Task description ▸
Only one stretch of the records below is wanted: the lines from the one holding "filename transport/src/request.rs" through the one holding "runs are split". Return it exactly, both ends included.

+-------+

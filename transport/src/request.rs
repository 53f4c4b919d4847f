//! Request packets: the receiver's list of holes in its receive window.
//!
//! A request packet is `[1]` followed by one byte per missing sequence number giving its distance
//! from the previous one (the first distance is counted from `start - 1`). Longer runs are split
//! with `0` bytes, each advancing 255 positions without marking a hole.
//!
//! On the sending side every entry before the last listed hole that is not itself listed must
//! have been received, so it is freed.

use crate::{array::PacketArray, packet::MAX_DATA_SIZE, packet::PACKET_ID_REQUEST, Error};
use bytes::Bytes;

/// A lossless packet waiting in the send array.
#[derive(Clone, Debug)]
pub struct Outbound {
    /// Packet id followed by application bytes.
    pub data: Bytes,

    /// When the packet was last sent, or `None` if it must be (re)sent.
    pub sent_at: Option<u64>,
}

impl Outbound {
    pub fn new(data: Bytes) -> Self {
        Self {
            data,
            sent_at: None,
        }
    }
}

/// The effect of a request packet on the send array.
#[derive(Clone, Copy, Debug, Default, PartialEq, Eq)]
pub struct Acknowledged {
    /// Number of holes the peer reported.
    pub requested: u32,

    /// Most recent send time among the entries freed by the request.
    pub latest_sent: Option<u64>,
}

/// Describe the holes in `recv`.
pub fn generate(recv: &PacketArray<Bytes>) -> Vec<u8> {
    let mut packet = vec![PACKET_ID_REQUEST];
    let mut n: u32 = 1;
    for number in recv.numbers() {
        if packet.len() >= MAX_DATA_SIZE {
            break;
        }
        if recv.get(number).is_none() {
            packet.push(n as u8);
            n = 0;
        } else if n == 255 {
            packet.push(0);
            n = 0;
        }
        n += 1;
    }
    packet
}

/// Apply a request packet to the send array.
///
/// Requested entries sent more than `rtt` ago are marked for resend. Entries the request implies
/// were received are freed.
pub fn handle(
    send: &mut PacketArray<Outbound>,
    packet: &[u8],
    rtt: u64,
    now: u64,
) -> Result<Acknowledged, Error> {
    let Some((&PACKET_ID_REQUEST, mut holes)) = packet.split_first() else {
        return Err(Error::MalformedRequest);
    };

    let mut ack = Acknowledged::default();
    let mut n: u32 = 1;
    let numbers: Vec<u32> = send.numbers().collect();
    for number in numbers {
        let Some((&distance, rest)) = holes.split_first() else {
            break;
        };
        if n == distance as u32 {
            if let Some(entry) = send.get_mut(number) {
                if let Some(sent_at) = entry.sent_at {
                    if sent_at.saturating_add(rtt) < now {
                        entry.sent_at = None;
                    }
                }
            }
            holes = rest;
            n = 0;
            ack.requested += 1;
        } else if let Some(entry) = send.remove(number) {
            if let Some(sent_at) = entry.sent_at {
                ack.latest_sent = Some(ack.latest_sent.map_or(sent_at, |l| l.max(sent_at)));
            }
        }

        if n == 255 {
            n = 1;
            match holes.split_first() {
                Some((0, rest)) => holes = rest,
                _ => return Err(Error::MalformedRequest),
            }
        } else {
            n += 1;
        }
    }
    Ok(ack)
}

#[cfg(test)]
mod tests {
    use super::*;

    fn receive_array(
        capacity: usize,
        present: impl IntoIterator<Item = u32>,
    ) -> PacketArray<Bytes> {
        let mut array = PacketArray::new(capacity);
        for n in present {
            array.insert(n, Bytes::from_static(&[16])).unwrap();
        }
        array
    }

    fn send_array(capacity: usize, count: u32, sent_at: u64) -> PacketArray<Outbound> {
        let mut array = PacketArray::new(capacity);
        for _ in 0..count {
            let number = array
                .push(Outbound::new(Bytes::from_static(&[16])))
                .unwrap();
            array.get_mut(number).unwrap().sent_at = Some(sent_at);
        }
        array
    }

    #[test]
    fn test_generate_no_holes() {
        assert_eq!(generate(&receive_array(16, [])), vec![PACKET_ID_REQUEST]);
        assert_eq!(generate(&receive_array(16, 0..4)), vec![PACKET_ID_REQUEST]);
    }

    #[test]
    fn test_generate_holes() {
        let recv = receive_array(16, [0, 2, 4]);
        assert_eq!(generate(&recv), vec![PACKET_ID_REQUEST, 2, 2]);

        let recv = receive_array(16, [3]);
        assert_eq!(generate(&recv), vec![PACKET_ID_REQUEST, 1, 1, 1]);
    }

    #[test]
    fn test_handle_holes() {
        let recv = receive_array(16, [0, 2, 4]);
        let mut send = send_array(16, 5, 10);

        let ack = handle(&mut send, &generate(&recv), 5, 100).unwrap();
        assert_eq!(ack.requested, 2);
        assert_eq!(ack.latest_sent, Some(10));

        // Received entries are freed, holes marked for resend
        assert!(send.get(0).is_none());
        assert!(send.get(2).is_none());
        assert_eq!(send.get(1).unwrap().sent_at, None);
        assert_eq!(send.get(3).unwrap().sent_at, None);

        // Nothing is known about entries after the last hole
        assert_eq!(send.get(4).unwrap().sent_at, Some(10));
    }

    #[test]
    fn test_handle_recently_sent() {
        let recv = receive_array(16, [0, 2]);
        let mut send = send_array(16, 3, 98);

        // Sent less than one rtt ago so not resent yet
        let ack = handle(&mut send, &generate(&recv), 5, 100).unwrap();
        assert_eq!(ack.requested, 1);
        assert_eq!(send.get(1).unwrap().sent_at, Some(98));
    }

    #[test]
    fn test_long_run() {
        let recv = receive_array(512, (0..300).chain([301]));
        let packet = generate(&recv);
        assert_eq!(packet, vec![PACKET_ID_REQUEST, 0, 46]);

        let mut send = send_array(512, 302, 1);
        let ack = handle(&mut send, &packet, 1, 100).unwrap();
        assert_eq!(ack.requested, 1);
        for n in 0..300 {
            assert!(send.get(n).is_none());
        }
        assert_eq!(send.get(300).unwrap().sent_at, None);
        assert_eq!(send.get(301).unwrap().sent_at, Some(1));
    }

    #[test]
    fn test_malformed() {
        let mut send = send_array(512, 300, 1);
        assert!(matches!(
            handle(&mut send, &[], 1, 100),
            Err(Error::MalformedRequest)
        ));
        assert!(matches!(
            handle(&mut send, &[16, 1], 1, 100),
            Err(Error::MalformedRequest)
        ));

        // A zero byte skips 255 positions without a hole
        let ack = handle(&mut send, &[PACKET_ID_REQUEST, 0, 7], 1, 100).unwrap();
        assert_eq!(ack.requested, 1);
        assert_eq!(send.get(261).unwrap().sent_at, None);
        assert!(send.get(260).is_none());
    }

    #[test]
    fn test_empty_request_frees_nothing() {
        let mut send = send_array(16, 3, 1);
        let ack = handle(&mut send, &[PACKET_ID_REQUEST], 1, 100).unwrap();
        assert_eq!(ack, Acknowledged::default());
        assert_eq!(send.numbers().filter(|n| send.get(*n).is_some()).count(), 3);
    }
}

+-------+

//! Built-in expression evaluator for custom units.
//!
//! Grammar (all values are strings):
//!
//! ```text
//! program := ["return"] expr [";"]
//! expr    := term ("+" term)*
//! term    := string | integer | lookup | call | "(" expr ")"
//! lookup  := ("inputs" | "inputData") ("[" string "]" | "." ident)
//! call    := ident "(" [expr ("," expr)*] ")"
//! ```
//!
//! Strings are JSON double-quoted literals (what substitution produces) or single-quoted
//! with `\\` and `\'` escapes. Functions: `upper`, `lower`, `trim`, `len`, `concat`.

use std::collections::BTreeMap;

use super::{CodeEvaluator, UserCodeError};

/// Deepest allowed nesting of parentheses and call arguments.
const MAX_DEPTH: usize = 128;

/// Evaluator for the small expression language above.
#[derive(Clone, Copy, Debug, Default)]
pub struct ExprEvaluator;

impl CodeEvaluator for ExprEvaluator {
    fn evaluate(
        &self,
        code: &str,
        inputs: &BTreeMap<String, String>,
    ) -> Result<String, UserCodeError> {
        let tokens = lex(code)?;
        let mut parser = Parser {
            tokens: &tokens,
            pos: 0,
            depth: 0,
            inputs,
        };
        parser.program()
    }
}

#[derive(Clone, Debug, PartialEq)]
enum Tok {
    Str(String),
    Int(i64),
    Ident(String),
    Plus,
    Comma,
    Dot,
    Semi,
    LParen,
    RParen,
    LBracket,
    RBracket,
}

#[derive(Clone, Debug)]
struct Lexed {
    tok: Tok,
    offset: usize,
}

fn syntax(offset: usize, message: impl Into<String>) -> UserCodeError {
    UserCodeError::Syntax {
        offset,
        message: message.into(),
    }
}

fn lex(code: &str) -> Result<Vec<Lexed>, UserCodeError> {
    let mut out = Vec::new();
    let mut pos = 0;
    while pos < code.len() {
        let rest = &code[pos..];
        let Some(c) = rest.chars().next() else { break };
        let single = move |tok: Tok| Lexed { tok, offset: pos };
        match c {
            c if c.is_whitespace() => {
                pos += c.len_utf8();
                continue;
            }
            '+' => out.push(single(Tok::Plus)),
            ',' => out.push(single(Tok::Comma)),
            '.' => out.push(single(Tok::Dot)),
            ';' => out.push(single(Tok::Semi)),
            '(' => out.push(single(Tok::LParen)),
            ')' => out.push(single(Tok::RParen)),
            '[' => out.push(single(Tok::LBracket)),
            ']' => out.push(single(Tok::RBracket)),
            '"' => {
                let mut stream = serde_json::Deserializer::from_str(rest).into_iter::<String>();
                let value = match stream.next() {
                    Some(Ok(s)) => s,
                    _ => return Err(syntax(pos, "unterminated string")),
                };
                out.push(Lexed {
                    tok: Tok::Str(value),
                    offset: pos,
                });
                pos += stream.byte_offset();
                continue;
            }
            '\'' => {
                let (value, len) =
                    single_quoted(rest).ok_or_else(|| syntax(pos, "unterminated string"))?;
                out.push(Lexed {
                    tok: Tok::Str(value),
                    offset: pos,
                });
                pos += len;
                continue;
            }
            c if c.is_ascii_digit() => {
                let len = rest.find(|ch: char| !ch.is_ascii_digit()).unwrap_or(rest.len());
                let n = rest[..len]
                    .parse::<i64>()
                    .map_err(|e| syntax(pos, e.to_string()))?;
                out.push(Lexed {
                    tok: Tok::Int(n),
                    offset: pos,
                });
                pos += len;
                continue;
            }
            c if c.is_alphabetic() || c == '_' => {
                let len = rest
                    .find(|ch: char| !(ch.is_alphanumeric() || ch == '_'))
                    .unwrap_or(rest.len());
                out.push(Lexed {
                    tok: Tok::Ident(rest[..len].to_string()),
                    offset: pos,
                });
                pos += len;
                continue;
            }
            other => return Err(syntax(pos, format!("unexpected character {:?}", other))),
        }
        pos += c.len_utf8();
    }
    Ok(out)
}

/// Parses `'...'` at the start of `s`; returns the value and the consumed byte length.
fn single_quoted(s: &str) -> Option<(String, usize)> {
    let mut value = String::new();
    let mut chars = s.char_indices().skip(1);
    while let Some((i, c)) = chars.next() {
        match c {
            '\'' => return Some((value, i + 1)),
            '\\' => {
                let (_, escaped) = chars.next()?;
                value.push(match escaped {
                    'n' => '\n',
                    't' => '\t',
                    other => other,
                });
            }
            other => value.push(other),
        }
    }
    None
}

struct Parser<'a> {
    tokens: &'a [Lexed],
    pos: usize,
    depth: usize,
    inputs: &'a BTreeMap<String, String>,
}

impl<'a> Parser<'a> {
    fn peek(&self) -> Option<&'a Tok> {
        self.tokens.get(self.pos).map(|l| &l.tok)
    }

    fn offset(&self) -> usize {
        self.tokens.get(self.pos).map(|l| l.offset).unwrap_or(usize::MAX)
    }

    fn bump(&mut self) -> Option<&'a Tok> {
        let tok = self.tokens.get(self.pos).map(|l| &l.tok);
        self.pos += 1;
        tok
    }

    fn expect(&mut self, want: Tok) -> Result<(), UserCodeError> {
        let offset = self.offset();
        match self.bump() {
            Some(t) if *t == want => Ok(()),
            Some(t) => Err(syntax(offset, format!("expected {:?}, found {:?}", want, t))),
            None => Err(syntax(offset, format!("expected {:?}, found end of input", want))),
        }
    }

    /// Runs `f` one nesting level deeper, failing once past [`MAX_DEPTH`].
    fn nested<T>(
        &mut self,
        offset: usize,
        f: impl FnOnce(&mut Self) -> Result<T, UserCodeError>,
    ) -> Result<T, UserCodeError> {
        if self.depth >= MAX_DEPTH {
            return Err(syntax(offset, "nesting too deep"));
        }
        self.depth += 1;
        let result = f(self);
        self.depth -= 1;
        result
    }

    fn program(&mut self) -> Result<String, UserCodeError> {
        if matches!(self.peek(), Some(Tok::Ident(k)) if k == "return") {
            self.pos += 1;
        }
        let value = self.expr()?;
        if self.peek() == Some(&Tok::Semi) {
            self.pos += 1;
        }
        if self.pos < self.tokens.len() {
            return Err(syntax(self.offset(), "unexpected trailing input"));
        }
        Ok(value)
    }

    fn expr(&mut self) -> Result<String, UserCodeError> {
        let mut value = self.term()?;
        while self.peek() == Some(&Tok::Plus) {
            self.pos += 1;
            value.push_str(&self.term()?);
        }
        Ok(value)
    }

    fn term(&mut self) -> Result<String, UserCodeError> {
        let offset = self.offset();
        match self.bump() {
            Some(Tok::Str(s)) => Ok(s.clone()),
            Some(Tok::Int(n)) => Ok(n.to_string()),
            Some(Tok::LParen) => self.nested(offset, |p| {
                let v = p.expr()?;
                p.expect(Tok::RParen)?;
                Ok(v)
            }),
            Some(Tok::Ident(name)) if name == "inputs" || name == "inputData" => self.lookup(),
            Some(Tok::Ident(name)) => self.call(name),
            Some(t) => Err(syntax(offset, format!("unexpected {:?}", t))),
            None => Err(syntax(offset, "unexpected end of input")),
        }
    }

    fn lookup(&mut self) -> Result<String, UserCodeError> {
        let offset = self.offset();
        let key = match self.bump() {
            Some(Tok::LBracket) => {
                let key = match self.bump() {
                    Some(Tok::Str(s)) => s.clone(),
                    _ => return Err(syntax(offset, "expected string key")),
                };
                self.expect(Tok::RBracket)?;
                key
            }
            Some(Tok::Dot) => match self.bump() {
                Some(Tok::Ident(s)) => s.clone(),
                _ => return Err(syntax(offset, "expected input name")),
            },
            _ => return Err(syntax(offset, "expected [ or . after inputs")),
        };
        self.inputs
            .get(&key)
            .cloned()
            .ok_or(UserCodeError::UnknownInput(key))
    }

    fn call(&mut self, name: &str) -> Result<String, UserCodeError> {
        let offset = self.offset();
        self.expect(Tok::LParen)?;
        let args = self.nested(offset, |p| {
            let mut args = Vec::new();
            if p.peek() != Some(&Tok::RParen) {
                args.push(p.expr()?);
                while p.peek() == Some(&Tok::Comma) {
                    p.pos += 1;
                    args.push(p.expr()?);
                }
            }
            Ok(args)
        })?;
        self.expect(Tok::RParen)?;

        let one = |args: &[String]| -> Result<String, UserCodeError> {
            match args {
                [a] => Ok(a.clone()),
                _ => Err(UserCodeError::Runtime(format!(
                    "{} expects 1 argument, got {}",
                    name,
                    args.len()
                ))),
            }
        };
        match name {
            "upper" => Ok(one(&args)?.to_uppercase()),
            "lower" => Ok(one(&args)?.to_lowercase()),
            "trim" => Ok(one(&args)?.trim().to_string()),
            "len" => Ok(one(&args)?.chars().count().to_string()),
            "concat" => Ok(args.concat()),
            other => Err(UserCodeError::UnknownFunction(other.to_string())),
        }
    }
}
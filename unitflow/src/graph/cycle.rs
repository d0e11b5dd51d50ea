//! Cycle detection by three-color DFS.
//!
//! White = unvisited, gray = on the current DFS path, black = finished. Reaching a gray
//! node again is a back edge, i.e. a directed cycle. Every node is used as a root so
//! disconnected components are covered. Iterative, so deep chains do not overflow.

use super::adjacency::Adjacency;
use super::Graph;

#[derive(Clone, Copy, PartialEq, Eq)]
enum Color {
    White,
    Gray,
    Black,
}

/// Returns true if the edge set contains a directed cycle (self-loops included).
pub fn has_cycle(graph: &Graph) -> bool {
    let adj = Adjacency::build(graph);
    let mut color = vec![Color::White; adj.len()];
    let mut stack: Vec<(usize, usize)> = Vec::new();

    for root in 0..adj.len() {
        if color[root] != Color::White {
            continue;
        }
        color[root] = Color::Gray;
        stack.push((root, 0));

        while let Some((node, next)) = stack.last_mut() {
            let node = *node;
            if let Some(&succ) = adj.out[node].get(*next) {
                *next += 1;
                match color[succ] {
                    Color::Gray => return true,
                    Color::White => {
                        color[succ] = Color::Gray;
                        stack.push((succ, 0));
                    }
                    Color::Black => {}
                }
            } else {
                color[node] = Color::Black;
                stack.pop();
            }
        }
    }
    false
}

+-------+

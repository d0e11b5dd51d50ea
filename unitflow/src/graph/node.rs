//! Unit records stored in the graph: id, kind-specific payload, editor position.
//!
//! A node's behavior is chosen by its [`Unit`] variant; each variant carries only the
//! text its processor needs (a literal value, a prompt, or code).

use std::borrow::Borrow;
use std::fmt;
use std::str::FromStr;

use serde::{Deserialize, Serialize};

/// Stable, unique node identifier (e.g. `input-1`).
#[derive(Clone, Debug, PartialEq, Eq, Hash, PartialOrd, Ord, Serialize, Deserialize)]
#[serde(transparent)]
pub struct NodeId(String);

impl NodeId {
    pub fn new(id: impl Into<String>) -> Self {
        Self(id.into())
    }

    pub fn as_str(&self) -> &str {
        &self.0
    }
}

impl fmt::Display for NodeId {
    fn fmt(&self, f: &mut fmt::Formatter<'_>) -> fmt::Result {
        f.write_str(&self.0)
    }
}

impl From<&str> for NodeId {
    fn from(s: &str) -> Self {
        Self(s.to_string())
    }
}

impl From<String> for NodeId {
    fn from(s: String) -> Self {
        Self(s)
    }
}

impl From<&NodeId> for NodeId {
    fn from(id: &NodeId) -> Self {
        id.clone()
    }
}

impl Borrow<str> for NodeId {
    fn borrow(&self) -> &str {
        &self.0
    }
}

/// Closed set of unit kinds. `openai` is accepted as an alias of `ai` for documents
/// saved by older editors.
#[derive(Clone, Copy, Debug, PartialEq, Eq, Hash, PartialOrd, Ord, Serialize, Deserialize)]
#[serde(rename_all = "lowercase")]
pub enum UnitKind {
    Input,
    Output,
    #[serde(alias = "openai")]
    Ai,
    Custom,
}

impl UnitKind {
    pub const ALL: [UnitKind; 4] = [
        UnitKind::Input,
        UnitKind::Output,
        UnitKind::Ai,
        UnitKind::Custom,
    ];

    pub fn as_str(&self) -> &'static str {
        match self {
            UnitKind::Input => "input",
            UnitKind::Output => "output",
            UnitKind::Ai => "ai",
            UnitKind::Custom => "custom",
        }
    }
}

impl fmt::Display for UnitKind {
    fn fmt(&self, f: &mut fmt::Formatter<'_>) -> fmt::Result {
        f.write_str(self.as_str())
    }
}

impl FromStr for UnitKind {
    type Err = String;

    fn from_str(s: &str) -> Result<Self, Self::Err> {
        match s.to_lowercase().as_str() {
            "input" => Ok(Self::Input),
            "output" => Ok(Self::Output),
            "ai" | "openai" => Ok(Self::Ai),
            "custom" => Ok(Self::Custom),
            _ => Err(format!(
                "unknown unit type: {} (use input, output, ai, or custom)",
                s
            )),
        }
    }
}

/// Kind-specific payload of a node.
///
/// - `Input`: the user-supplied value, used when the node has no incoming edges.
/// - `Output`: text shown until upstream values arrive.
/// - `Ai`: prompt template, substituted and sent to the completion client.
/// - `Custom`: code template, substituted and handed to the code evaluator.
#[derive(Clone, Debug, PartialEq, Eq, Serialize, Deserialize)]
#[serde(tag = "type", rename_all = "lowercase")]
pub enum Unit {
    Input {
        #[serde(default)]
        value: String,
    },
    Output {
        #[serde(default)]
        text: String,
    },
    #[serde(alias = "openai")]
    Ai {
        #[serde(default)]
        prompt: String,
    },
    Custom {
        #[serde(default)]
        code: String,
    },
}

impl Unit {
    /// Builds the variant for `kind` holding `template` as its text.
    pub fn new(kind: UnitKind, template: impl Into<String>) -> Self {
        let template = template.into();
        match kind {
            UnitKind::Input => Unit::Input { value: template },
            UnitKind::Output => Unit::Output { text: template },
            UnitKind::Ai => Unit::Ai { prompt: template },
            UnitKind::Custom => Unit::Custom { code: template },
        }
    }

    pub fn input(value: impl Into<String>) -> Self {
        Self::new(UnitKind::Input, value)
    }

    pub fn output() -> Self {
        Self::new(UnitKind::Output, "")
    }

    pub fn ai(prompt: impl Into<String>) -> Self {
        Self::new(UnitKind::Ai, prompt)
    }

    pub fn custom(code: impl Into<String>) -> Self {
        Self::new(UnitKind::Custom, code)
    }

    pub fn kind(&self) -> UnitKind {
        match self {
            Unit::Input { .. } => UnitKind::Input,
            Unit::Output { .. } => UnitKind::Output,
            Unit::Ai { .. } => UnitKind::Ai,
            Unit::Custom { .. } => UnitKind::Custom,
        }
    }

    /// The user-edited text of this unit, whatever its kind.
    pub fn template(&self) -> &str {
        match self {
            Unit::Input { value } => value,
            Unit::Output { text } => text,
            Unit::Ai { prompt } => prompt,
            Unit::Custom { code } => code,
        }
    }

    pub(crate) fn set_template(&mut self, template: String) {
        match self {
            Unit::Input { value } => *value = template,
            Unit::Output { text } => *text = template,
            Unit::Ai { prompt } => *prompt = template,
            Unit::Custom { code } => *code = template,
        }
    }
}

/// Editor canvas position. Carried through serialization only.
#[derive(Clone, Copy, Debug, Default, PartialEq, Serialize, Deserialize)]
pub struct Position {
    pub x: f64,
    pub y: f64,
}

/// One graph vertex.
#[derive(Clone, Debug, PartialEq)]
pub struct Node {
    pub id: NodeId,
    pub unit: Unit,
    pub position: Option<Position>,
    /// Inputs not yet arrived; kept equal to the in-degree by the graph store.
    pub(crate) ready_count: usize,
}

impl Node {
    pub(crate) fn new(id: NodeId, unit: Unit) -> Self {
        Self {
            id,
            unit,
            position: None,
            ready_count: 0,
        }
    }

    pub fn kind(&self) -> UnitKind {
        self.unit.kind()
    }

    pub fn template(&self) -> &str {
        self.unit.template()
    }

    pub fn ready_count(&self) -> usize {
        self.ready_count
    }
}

+-------+

Your response ▸
filename transport/src/request.rs
repository 53f4c4b919d4847f
//! Request packets: the receiver's list of holes in its receive window.
//!
//! A request packet is `[1]` followed by one byte per missing sequence number giving its distance
//! from the previous one (the first distance is counted from `start - 1`). Longer runs are split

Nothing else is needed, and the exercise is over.